Dataset records |
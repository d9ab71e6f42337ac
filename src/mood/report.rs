// src/mood/report.rs
// Aggregates over the mood history: daily averages, rolling mean, distribution, trend

use super::MoodEntry;
use chrono::NaiveDate;
use serde::Serialize;
use std::collections::BTreeMap;
use std::fmt;

/// Window for the rolling average over daily points
pub const ROLLING_WINDOW: usize = 3;
/// Daily points needed before a trend is reported
pub const TREND_MIN_POINTS: usize = 7;
/// Most recent daily points compared against the rest of the trend span
pub const TREND_WINDOW: usize = 3;
/// Differences below this are "stable"
pub const TREND_THRESHOLD: f64 = 0.5;
/// Rows in the recent-entries table
pub const RECENT_ENTRIES: usize = 5;

#[derive(Debug, Clone, Copy, PartialEq, Eq, Serialize)]
pub enum Trend {
    #[serde(rename = "improving")]
    Improving,
    #[serde(rename = "stable")]
    Stable,
    #[serde(rename = "declining")]
    Declining,
    #[serde(rename = "insufficient data")]
    InsufficientData,
}

impl Trend {
    pub fn as_str(&self) -> &'static str {
        match self {
            Self::Improving => "improving",
            Self::Stable => "stable",
            Self::Declining => "declining",
            Self::InsufficientData => "insufficient data",
        }
    }

    /// One-line caption for the report
    pub fn describe(&self) -> &'static str {
        match self {
            Self::Improving => "Your mood appears to be improving over the past week.",
            Self::Stable => "Your mood has been relatively stable recently.",
            Self::Declining => "Your mood has been trending lower recently.",
            Self::InsufficientData => "Log your mood on at least 7 different days to see a trend.",
        }
    }
}

impl fmt::Display for Trend {
    fn fmt(&self, f: &mut fmt::Formatter<'_>) -> fmt::Result {
        f.write_str(self.as_str())
    }
}

#[derive(Debug, Clone, PartialEq, Serialize)]
pub struct DailyAverage {
    pub date: NaiveDate,
    pub average: f64,
    /// Entries logged that day
    pub count: usize,
}

#[derive(Debug, Clone, PartialEq, Serialize)]
pub struct MoodReport {
    /// Ascending by date
    pub daily_averages: Vec<DailyAverage>,
    /// Same length as `daily_averages`
    pub rolling_average: Vec<f64>,
    /// Count per score present, ascending by score
    pub distribution: BTreeMap<u8, usize>,
    pub trend: Trend,
}

impl MoodReport {
    pub fn is_empty(&self) -> bool {
        self.daily_averages.is_empty()
    }
}

/// Build the full report. Pure; order of `entries` does not matter.
pub fn aggregate(entries: &[MoodEntry]) -> MoodReport {
    let daily_averages = daily_averages(entries);
    let points: Vec<f64> = daily_averages.iter().map(|d| d.average).collect();

    MoodReport {
        rolling_average: rolling_mean(&points, ROLLING_WINDOW),
        distribution: distribution(entries),
        trend: trend_direction(&points),
        daily_averages,
    }
}

/// Mean score per calendar date, ascending
pub fn daily_averages(entries: &[MoodEntry]) -> Vec<DailyAverage> {
    let mut by_date: BTreeMap<NaiveDate, (u32, usize)> = BTreeMap::new();
    for entry in entries {
        let slot = by_date.entry(entry.date()).or_default();
        slot.0 += entry.mood_score() as u32;
        slot.1 += 1;
    }

    by_date
        .into_iter()
        .map(|(date, (sum, count))| DailyAverage {
            date,
            average: sum as f64 / count as f64,
            count,
        })
        .collect()
}

/// Trailing moving average; the first points average over what is available
pub fn rolling_mean(values: &[f64], window: usize) -> Vec<f64> {
    let window = window.max(1);
    (0..values.len())
        .map(|i| {
            let slice = &values[(i + 1).saturating_sub(window)..=i];
            slice.iter().sum::<f64>() / slice.len() as f64
        })
        .collect()
}

pub fn distribution(entries: &[MoodEntry]) -> BTreeMap<u8, usize> {
    let mut counts = BTreeMap::new();
    for entry in entries {
        *counts.entry(entry.mood_score()).or_insert(0) += 1;
    }
    counts
}

/// Compare the mean of the last three daily points with the four before them
pub fn trend_direction(daily: &[f64]) -> Trend {
    if daily.len() < TREND_MIN_POINTS {
        return Trend::InsufficientData;
    }

    let n = daily.len();
    let recent = mean(&daily[n - TREND_WINDOW..]);
    let earlier = mean(&daily[n - TREND_MIN_POINTS..n - TREND_WINDOW]);
    let diff = recent - earlier;

    if diff.abs() < TREND_THRESHOLD {
        Trend::Stable
    } else if diff > 0.0 {
        Trend::Improving
    } else {
        Trend::Declining
    }
}

fn mean(values: &[f64]) -> f64 {
    values.iter().sum::<f64>() / values.len() as f64
}

/// The `n` most recently logged entries, newest first
pub fn recent_entries(entries: &[MoodEntry], n: usize) -> Vec<&MoodEntry> {
    let mut sorted: Vec<&MoodEntry> = entries.iter().collect();
    sorted.sort_by(|a, b| b.timestamp().cmp(&a.timestamp()));
    sorted.truncate(n);
    sorted
}

#[cfg(test)]
mod tests {
    use super::*;
    use crate::mood::TIMESTAMP_FORMAT;
    use chrono::{Duration, NaiveDateTime};

    fn day(offset: i64, hour: u32, score: i64) -> MoodEntry {
        let base = NaiveDateTime::parse_from_str("2024-06-01 00:00:00", TIMESTAMP_FORMAT).unwrap();
        MoodEntry::new(base + Duration::days(offset) + Duration::hours(hour as i64), score, "", "")
    }

    fn daily(scores: &[i64]) -> Vec<MoodEntry> {
        scores
            .iter()
            .enumerate()
            .map(|(i, s)| day(i as i64, 12, *s))
            .collect()
    }

    fn approx(a: f64, b: f64) -> bool {
        (a - b).abs() < 1e-9
    }

    // ============================================================================
    // Daily averages
    // ============================================================================

    #[test]
    fn test_daily_averages_group_and_sort() {
        let entries = vec![day(1, 9, 4), day(0, 9, 2), day(1, 18, 5), day(0, 20, 3)];
        let daily = daily_averages(&entries);

        assert_eq!(daily.len(), 2);
        assert_eq!(daily[0].date, NaiveDate::from_ymd_opt(2024, 6, 1).unwrap());
        assert!(approx(daily[0].average, 2.5));
        assert_eq!(daily[0].count, 2);
        assert!(approx(daily[1].average, 4.5));
    }

    #[test]
    fn test_empty_history() {
        let report = aggregate(&[]);
        assert!(report.is_empty());
        assert!(report.rolling_average.is_empty());
        assert!(report.distribution.is_empty());
        assert_eq!(report.trend, Trend::InsufficientData);
    }

    // ============================================================================
    // Rolling mean
    // ============================================================================

    #[test]
    fn test_rolling_mean_min_period_one() {
        let rolled = rolling_mean(&[3.0, 5.0, 1.0, 3.0], 3);
        let expected = [3.0, 4.0, 3.0, 3.0];
        assert_eq!(rolled.len(), expected.len());
        for (a, b) in rolled.iter().zip(expected) {
            assert!(approx(*a, b), "{} != {}", a, b);
        }
    }

    #[test]
    fn test_rolling_mean_empty() {
        assert!(rolling_mean(&[], 3).is_empty());
    }

    // ============================================================================
    // Distribution
    // ============================================================================

    #[test]
    fn test_distribution_counts_present_scores() {
        let dist = distribution(&daily(&[1, 3, 3, 5]));
        let expected: BTreeMap<u8, usize> = [(1, 1), (3, 2), (5, 1)].into_iter().collect();
        assert_eq!(dist, expected);
    }

    // ============================================================================
    // Trend
    // ============================================================================

    #[test]
    fn test_trend_declining() {
        let report = aggregate(&daily(&[5, 5, 5, 1, 1, 1, 1]));
        assert_eq!(report.trend, Trend::Declining);
    }

    #[test]
    fn test_trend_improving() {
        assert_eq!(trend_direction(&[1.0, 1.0, 1.0, 1.0, 4.0, 5.0, 5.0]), Trend::Improving);
    }

    #[test]
    fn test_trend_earlier_span_includes_oldest_point() {
        // earlier 4.0, recent 4.5
        assert_eq!(trend_direction(&[1.0, 5.0, 5.0, 5.0, 4.5, 4.5, 4.5]), Trend::Improving);
        // earlier 5.0, recent 4.5
        assert_eq!(trend_direction(&[5.0, 5.0, 5.0, 5.0, 4.5, 4.5, 4.5]), Trend::Declining);
    }

    #[test]
    fn test_trend_uses_last_seven_points_only() {
        let daily = [1.0, 1.0, 1.0, 5.0, 5.0, 5.0, 5.0, 4.5, 4.5, 4.5];
        assert_eq!(trend_direction(&daily), Trend::Declining);
    }

    #[test]
    fn test_trend_stable_below_threshold() {
        assert_eq!(trend_direction(&[3.0, 3.0, 3.0, 3.0, 3.0, 3.0, 3.4]), Trend::Stable);
    }

    #[test]
    fn test_trend_needs_seven_days() {
        assert_eq!(aggregate(&daily(&[5, 5, 5, 1, 1, 1])).trend, Trend::InsufficientData);
        // Many entries on few days still count as few points
        let entries: Vec<_> = (0..10).map(|h| day(h % 2, h as u32, 3)).collect();
        assert_eq!(aggregate(&entries).trend, Trend::InsufficientData);
    }

    #[test]
    fn test_trend_strings() {
        assert_eq!(Trend::InsufficientData.to_string(), "insufficient data");
        assert_eq!(serde_json::to_value(Trend::Declining).unwrap(), "declining");
        assert!(Trend::Stable.describe().contains("stable"));
    }

    // ============================================================================
    // Recent entries
    // ============================================================================

    #[test]
    fn test_recent_entries_newest_first() {
        let entries = daily(&[1, 2, 3, 4, 5, 1, 2]);
        let recent = recent_entries(&entries, RECENT_ENTRIES);
        assert_eq!(recent.len(), 5);
        assert_eq!(recent[0].mood_score(), 2);
        assert_eq!(recent[4].mood_score(), 3);
        assert!(recent_entries(&entries[..2], 5).len() == 2);
    }
}
// src/llm/types.rs
// Provider-neutral request/response types

use serde::{Deserialize, Serialize};

#[derive(Debug, Clone, Copy, PartialEq, Eq, Serialize, Deserialize)]
#[serde(rename_all = "lowercase")]
pub enum Role {
    System,
    User,
    Assistant,
}

/// A single message sent to a provider
#[derive(Debug, Clone, PartialEq, Serialize, Deserialize)]
pub struct Message {
    pub role: Role,
    pub content: String,
}

impl Message {
    pub fn system(content: impl Into<String>) -> Self {
        Self {
            role: Role::System,
            content: content.into(),
        }
    }

    pub fn user(content: impl Into<String>) -> Self {
        Self {
            role: Role::User,
            content: content.into(),
        }
    }

    pub fn assistant(content: impl Into<String>) -> Self {
        Self {
            role: Role::Assistant,
            content: content.into(),
        }
    }
}

/// Result of one completed request
#[derive(Debug, Clone)]
pub struct ChatResult {
    pub request_id: String,
    /// Generated text; `None` when the provider returned no text parts
    pub content: Option<String>,
    pub duration_ms: u64,
}
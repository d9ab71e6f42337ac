// src/llm/http_client.rs
// Shared HTTP client configuration for all LLM providers

use anyhow::{Result, anyhow};
use reqwest::Client;
use std::time::Duration;
use tracing::warn;

/// Default retry count for transient failures (one retry, then give up)
const DEFAULT_MAX_RETRIES: u32 = 1;
/// Base backoff between retries (doubles each attempt)
const DEFAULT_BASE_BACKOFF_MS: u64 = 250;
/// Connect timeout; the request timeout comes from configuration
const DEFAULT_CONNECT_TIMEOUT_SECS: u64 = 5;

/// Shared HTTP client configuration for all LLM providers
pub struct LlmHttpClient {
    client: Client,
    pub request_timeout: Duration,
    pub connect_timeout: Duration,
    pub max_retries: u32,
    pub base_backoff: Duration,
}

impl LlmHttpClient {
    pub fn new(request_timeout: Duration) -> Self {
        let connect_timeout = Duration::from_secs(DEFAULT_CONNECT_TIMEOUT_SECS).min(request_timeout);
        let client = Client::builder()
            .timeout(request_timeout)
            .connect_timeout(connect_timeout)
            .build()
            .unwrap_or_else(|_| Client::new());

        Self {
            client,
            request_timeout,
            connect_timeout,
            max_retries: DEFAULT_MAX_RETRIES,
            base_backoff: Duration::from_millis(DEFAULT_BASE_BACKOFF_MS),
        }
    }

    pub fn with_max_retries(mut self, max_retries: u32) -> Self {
        self.max_retries = max_retries;
        self
    }

    pub fn with_base_backoff(mut self, backoff: Duration) -> Self {
        self.base_backoff = backoff;
        self
    }

    /// Execute HTTP request with retry logic using a custom request builder.
    ///
    /// The `build_request` closure is called on each attempt with the reqwest Client
    /// and the request body, allowing callers to customize URL, headers, and auth.
    /// Returns the response body as text on success.
    pub async fn execute_request_with_retry<F>(
        &self,
        request_id: &str,
        body: String,
        build_request: F,
    ) -> Result<String>
    where
        F: Fn(&Client, String) -> reqwest::RequestBuilder,
    {
        let mut retries = 0;
        let mut backoff = self.base_backoff;

        loop {
            let response_result = build_request(&self.client, body.clone()).send().await;

            match response_result {
                Ok(response) => {
                    let status = response.status();
                    if !status.is_success() {
                        let error_body = response.text().await.unwrap_or_default();

                        if retries < self.max_retries
                            && (status.as_u16() == 429 || status.is_server_error())
                        {
                            warn!(
                                request_id = %request_id,
                                status = %status,
                                "Transient error, retrying in {:?}...",
                                backoff
                            );
                            tokio::time::sleep(jittered(backoff)).await;
                            retries += 1;
                            backoff *= 2;
                            continue;
                        }

                        return Err(anyhow!("API error {}: {}", status, error_body));
                    }

                    return Ok(response.text().await?);
                }
                Err(e) => {
                    // Only connect/timeout failures are safe to retry
                    if retries < self.max_retries && (e.is_connect() || e.is_timeout()) {
                        warn!(
                            request_id = %request_id,
                            error = %e.without_url(),
                            "Request failed (connect/timeout), retrying in {:?}...",
                            backoff
                        );
                        tokio::time::sleep(jittered(backoff)).await;
                        retries += 1;
                        backoff *= 2;
                        continue;
                    }
                    return Err(anyhow!("Request failed after retries: {}", e.without_url()));
                }
            }
        }
    }
}

fn jittered(backoff: Duration) -> Duration {
    backoff + Duration::from_millis(rand::random::<u64>() % 50)
}
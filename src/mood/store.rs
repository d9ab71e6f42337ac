// src/mood/store.rs
// CSV-backed mood log: whole-file read-modify-write, single writer

use super::{DATE_FORMAT, MoodEntry, TIMESTAMP_FORMAT};
use crate::error::{MindfulError, Result};
use chrono::{Local, NaiveDate, NaiveDateTime};
use serde::{Deserialize, Serialize};
use std::fs;
use std::io::ErrorKind;
use std::path::{Path, PathBuf};
use tracing::{debug, error, info, warn};

/// Row as written. Column order defines the header.
#[derive(Serialize)]
struct WriteRow<'a> {
    timestamp: String,
    date: String,
    mood_score: u8,
    mood_label: &'a str,
    notes: &'a str,
}

/// Row as read. Scores are read as floats so files written by other tools
/// ("4.0") still load.
#[derive(Deserialize)]
struct ReadRow {
    timestamp: String,
    date: String,
    mood_score: f64,
    #[serde(default)]
    mood_label: String,
    #[serde(default)]
    notes: Option<String>,
}

impl ReadRow {
    fn into_entry(self) -> Result<MoodEntry> {
        let timestamp = NaiveDateTime::parse_from_str(self.timestamp.trim(), TIMESTAMP_FORMAT)
            .map_err(|e| {
                MindfulError::InvalidInput(format!("bad timestamp '{}': {}", self.timestamp, e))
            })?;
        let date = NaiveDate::parse_from_str(self.date.trim(), DATE_FORMAT)
            .map_err(|e| MindfulError::InvalidInput(format!("bad date '{}': {}", self.date, e)))?;
        if !self.mood_score.is_finite() {
            return Err(MindfulError::InvalidInput(format!(
                "bad mood score {}",
                self.mood_score
            )));
        }

        Ok(MoodEntry::from_parts(
            timestamp,
            date,
            self.mood_score.round() as i64,
            self.mood_label,
            self.notes.unwrap_or_default(),
        ))
    }
}

/// Mood log file
#[derive(Debug, Clone)]
pub struct MoodStore {
    path: PathBuf,
}

impl MoodStore {
    pub fn new(path: impl Into<PathBuf>) -> Self {
        Self { path: path.into() }
    }

    pub fn path(&self) -> &Path {
        &self.path
    }

    /// Strict load: `Ok(empty)` when the file does not exist, `Err` when it
    /// cannot be read or parsed
    pub fn load(&self) -> Result<Vec<MoodEntry>> {
        let mut reader = match csv::Reader::from_path(&self.path) {
            Ok(reader) => reader,
            Err(e) => {
                if let csv::ErrorKind::Io(io) = e.kind()
                    && io.kind() == ErrorKind::NotFound
                {
                    return Ok(Vec::new());
                }
                return Err(e.into());
            }
        };

        reader
            .deserialize::<ReadRow>()
            .map(|row| row.map_err(MindfulError::from).and_then(ReadRow::into_entry))
            .collect()
    }

    /// All entries in stored order. Missing or unreadable log reads as empty.
    pub fn read_all(&self) -> Vec<MoodEntry> {
        match self.load() {
            Ok(entries) => entries,
            Err(e) => {
                warn!(path = %self.path.display(), error = %e, "Mood log unreadable, treating as empty");
                Vec::new()
            }
        }
    }

    /// Append one entry, creating the log if needed.
    ///
    /// A corrupt log is moved aside and replaced by a fresh one holding only
    /// `entry`. Errors are returned only when the new file cannot be written.
    pub fn append(&self, entry: &MoodEntry) -> Result<()> {
        let mut entries = match self.load() {
            Ok(entries) => entries,
            Err(e) => {
                self.quarantine(&e);
                Vec::new()
            }
        };
        entries.push(entry.clone());
        self.write_all(&entries)?;

        debug!(
            path = %self.path.display(),
            score = entry.mood_score(),
            total = entries.len(),
            "Mood entry appended"
        );
        Ok(())
    }

    /// Delete the log. A missing file is not an error.
    pub fn reset(&self) -> Result<()> {
        match fs::remove_file(&self.path) {
            Ok(()) => {
                info!(path = %self.path.display(), "Mood log deleted");
                Ok(())
            }
            Err(e) if e.kind() == ErrorKind::NotFound => Ok(()),
            Err(e) => Err(e.into()),
        }
    }

    /// Path a corrupt log is moved to
    fn quarantine_path(&self) -> PathBuf {
        let name = self
            .path
            .file_name()
            .map(|n| n.to_string_lossy().into_owned())
            .unwrap_or_else(|| "mood_data.csv".to_string());
        let stamp = Local::now().format("%Y%m%d%H%M%S");
        self.path.with_file_name(format!("{}.corrupt-{}", name, stamp))
    }

    fn quarantine(&self, cause: &MindfulError) {
        let target = self.quarantine_path();
        match fs::rename(&self.path, &target) {
            Ok(()) => error!(
                path = %self.path.display(),
                moved_to = %target.display(),
                error = %cause,
                "Mood log corrupt, moved aside and starting a fresh log"
            ),
            Err(e) => error!(
                path = %self.path.display(),
                error = %cause,
                rename_error = %e,
                "Mood log corrupt and could not be moved aside, overwriting"
            ),
        }
    }

    /// Write the full table to a temp sibling, then rename into place
    fn write_all(&self, entries: &[MoodEntry]) -> Result<()> {
        if let Some(parent) = self.path.parent()
            && !parent.as_os_str().is_empty()
        {
            fs::create_dir_all(parent)?;
        }

        let tmp = self.path.with_file_name(format!(
            "{}.tmp",
            self.path
                .file_name()
                .map(|n| n.to_string_lossy().into_owned())
                .unwrap_or_default()
        ));

        let mut writer = csv::Writer::from_path(&tmp)?;
        for entry in entries {
            writer.serialize(WriteRow {
                timestamp: entry.timestamp().format(TIMESTAMP_FORMAT).to_string(),
                date: entry.date().format(DATE_FORMAT).to_string(),
                mood_score: entry.mood_score(),
                mood_label: entry.mood_label(),
                notes: entry.notes(),
            })?;
        }
        writer.flush()?;
        drop(writer);

        fs::rename(&tmp, &self.path)?;
        Ok(())
    }
}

Required action | Return each line of the material in which the string "fresh" can be found.

Exercise answer |
    /// A corrupt log is moved aside and replaced by a fresh one holding only
                "Mood log corrupt, moved aside and starting a fresh log"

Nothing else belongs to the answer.